### [Exercise]
Using the listing below, extract each line that has the word "Copy" in it.

### [Study material]
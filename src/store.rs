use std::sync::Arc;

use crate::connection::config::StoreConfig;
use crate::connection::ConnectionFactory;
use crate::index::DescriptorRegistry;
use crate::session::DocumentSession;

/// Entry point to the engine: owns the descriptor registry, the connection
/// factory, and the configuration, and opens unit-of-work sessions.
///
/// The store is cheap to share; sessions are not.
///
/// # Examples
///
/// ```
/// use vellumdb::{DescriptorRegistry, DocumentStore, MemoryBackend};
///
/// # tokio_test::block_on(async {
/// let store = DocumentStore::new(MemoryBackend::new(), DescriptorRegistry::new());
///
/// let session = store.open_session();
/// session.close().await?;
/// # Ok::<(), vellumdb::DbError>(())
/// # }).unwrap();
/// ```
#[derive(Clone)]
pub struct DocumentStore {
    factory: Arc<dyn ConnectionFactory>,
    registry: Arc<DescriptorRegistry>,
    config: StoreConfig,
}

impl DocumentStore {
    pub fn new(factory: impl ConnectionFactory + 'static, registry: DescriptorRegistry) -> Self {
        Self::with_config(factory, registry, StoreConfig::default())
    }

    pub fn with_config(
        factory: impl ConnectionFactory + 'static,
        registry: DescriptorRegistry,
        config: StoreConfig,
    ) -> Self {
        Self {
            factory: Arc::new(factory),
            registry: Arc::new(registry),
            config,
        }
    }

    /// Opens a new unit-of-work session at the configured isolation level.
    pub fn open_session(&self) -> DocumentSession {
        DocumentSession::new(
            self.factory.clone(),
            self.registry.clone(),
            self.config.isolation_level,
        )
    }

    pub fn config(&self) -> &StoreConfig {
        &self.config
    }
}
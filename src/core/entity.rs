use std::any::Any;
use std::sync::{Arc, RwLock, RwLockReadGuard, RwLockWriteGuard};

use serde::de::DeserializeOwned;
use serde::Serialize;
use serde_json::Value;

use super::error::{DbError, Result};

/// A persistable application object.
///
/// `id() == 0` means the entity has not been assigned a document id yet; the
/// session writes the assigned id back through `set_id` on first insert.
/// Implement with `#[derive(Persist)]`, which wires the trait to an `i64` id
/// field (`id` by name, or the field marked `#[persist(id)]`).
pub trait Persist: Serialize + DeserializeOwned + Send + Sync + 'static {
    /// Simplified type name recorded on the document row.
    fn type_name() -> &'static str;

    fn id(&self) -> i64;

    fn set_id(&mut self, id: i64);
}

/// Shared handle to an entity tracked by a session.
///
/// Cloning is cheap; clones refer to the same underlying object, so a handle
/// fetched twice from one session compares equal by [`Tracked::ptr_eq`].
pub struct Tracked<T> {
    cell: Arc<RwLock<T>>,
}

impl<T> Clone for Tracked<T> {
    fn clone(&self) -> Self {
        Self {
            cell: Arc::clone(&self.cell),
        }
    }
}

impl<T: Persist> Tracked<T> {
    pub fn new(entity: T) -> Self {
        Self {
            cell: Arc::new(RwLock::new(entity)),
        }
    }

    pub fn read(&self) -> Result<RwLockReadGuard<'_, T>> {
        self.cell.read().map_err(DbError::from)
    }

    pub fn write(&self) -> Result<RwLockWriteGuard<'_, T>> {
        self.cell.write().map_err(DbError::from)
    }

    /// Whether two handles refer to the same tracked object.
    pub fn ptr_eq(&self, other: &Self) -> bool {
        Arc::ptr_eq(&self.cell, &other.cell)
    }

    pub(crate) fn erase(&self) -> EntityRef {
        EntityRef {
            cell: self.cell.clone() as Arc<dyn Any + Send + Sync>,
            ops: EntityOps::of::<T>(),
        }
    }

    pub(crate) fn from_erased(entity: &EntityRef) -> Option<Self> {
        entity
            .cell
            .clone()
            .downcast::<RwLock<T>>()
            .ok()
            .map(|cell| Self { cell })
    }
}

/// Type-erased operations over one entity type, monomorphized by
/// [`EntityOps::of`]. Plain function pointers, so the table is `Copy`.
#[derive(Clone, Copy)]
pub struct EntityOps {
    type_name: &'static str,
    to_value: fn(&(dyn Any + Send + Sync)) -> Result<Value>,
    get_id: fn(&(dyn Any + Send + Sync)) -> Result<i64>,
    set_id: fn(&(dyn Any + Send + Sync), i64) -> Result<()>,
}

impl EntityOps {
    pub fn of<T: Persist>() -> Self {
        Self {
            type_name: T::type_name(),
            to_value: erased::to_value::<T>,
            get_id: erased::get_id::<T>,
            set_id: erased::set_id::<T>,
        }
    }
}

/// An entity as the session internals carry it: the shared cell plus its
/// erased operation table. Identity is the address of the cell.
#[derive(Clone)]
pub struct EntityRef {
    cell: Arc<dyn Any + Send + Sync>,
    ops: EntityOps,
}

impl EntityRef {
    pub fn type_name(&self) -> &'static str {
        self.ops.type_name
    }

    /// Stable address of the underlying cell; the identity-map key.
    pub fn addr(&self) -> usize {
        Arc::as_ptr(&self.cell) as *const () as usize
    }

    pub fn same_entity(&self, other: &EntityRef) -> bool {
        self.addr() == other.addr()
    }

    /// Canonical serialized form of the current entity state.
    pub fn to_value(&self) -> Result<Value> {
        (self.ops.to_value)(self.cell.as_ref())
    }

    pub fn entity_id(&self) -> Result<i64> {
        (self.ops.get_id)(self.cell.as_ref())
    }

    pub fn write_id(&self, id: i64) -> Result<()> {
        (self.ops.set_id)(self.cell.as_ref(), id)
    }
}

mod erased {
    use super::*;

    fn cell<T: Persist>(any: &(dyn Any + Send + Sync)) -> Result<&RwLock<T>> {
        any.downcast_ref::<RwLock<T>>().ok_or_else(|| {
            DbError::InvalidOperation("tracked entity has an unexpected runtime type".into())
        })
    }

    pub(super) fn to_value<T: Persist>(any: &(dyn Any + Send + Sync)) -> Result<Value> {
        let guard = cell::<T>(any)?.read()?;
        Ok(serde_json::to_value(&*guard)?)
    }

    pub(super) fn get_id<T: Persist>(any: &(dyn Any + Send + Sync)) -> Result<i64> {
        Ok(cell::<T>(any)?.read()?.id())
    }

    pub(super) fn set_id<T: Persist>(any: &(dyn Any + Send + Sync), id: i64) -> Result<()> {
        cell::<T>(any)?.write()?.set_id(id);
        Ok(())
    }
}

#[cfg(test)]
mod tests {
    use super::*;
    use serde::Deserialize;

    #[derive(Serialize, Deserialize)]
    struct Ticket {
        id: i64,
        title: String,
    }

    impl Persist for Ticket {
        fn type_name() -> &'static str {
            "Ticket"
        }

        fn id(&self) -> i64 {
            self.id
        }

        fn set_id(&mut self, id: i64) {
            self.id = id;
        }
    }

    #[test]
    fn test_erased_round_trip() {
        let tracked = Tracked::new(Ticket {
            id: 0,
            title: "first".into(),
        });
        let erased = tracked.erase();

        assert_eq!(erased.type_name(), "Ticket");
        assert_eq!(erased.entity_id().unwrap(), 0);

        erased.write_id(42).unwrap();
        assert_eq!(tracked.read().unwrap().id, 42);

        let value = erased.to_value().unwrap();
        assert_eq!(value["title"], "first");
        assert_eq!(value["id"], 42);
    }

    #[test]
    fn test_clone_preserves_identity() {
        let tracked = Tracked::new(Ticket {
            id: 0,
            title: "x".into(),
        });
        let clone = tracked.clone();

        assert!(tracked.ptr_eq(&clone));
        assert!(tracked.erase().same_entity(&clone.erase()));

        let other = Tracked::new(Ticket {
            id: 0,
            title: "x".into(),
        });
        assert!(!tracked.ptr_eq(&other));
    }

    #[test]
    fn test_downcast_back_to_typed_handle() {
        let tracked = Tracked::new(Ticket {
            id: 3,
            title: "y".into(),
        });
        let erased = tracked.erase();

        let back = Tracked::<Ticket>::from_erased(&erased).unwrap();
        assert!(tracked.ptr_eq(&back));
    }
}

### [Result for this exercise]
/// [`EntityOps::of`]. Plain function pointers, so the table is `Copy`.
#[derive(Clone, Copy)]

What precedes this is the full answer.